The series begins with a refusal: the refusal to treat biological, social, and semiotic domains as hierarchical layers of a single substance. Instead, each is treated as a distinct constraint regime whose structure cannot be reduced to, or derived from, the others.
From this refusal, the architecture develops in four movements.
1. From systems to instantiation
The first shift is from systems as entities to instantiation as event.
An instantiation is not a moment in time, nor an occurrence within a pre-given world. It is the resolution of multiple constraint systems in a single co-actualising field. Biological viability, social coordination, and semiotic selection are not sequential processes acting upon one another, but orthogonal constraint resolutions occurring simultaneously.
There is no underlying medium in which this occurs. Instantiation is not a container. It is the name for the event-condition under which multiple constraint geometries become jointly satisfiable.
2. From structure to subpotential
Once instantiation is primary, structure can no longer be treated as static. Instead, structure becomes distributional: a subpotential.
A subpotential is the stabilised probability landscape of constraint-consistent selections inferred from histories of instantiation. It is not a repository of forms, but a recursively updated constraint distribution.
What we call a “system” emerges when such distributions stabilise sufficiently to support consistent inferential trajectories. System identity is therefore not ontological persistence, but statistical and inferential coherence across repeated instantiation conditions.
3. Orthogonality and co-actualisation
A crucial constraint then enters: systems do not merge.
Biological, social, and semiotic constraint spaces remain orthogonal. Their independence is not an artefact of description but a structural condition of the architecture. No system translates into another; none contains the others.
Yet they co-occur in every instantiation event. This co-occurrence is not interaction but co-actualisation: the simultaneous satisfaction of independent constraint geometries within a shared event condition.
Co-actualisation is therefore not synthesis. It is intersection without fusion.
4. Recursion and the illusion of identity
The final move addresses stability over time.
If instantiation is primary and systems are distributional, what accounts for continuity?
The answer is recursion. Constraint-consistent selections at one level of instantiation bias future instantiations toward similar constraint resolutions. Subpotentials are reinforced. Inferential trajectories stabilise. Patterns repeat.

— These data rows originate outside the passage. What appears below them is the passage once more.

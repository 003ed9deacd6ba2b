use std::sync::atomic::{AtomicU32, Ordering};

use crate::constants::SILENCE_FLOOR_DB;

/// Mean absolute sample value, 0 for an empty slice
pub fn mean_magnitude(samples: &[f32]) -> f32 {
    if samples.is_empty() {
        return 0.0;
    }
    samples.iter().map(|s| s.abs()).sum::<f32>() / samples.len() as f32
}

/// Power level of a block in dB: `20 * log10(mean |x|)`
///
/// Silence (mean magnitude of 0) and anything quieter than `floor_db`
/// report `floor_db`.
pub fn level_db(samples: &[f32], floor_db: f32) -> f32 {
    let mean = mean_magnitude(samples);
    if mean <= 0.0 {
        return floor_db;
    }
    (20.0 * mean.log10()).max(floor_db)
}

/// Map a dB level onto `[0, 1]` for display
///
/// Levels below `floor_db`, and exactly 0 dB (the uninitialised level),
/// map to 0. Everything else follows a square-root amplitude curve that
/// reaches 1 at full scale.
pub fn normalize_level(db: f32, floor_db: f32) -> f32 {
    if db < floor_db || db == 0.0 {
        return 0.0;
    }
    let floor_amp = 10.0f32.powf(0.05 * floor_db);
    let amp = 10.0f32.powf(0.05 * db);
    ((amp - floor_amp) / (1.0 - floor_amp)).max(0.0).sqrt()
}

/// Lock-free cell holding the most recent power level
///
/// Written by whichever producer is active, read by the visualisation side
/// on its own schedule.
#[derive(Debug)]
pub struct PowerLevel {
    bits: AtomicU32,
}

impl PowerLevel {
    pub fn new(initial_db: f32) -> Self {
        Self {
            bits: AtomicU32::new(initial_db.to_bits()),
        }
    }

    pub fn set(&self, db: f32) {
        self.bits.store(db.to_bits(), Ordering::Relaxed);
    }

    pub fn get(&self) -> f32 {
        f32::from_bits(self.bits.load(Ordering::Relaxed))
    }
}

impl Default for PowerLevel {
    fn default() -> Self {
        Self::new(SILENCE_FLOOR_DB)
    }
}
use super::{Formatter, LevelOutput, iso8601_timestamp, mode_name};

pub struct CsvFormatter;

impl Formatter for CsvFormatter {
    fn format(&self, output: &LevelOutput) -> String {
        let center = output
            .center_hz
            .map_or(String::new(), |hz| format!("{:.1}", hz));
        format!(
            "{},{},{:.1},{:.2},{},{}",
            iso8601_timestamp(),
            mode_name(output.mode),
            output.level_db,
            output.normalized,
            output.remaining_chunks,
            center
        )
    }

    fn header(&self) -> Option<&'static str> {
        Some("ts,mode,level_db,normalized,remaining_chunks,center_hz")
    }
}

Through this recursive loop, what is in fact a continuously re-enacted constraint structure appears as a persistent system.
Identity is thus not something that persists beneath change. It is the stabilised effect of recursive constraint-consistent inference across a history of instantiation events.
Conclusion: What remains
At the end of the architecture, nothing has been reduced to a substance, and nothing has been elevated to a foundational layer.
Instead, what remains is a relational field structured by:
- orthogonal constraint systems
- co-actualising instantiation events
- recursively stabilised subpotentials
- and inferential trajectories that sustain the appearance of continuity
A “system” is no longer a thing in the world.
It is the name we give to the recursive stability of constraint-consistent selection across instantiation histories.
And reality, in this framing, is not what underlies these processes.
It is what is continuously re-inferred through them.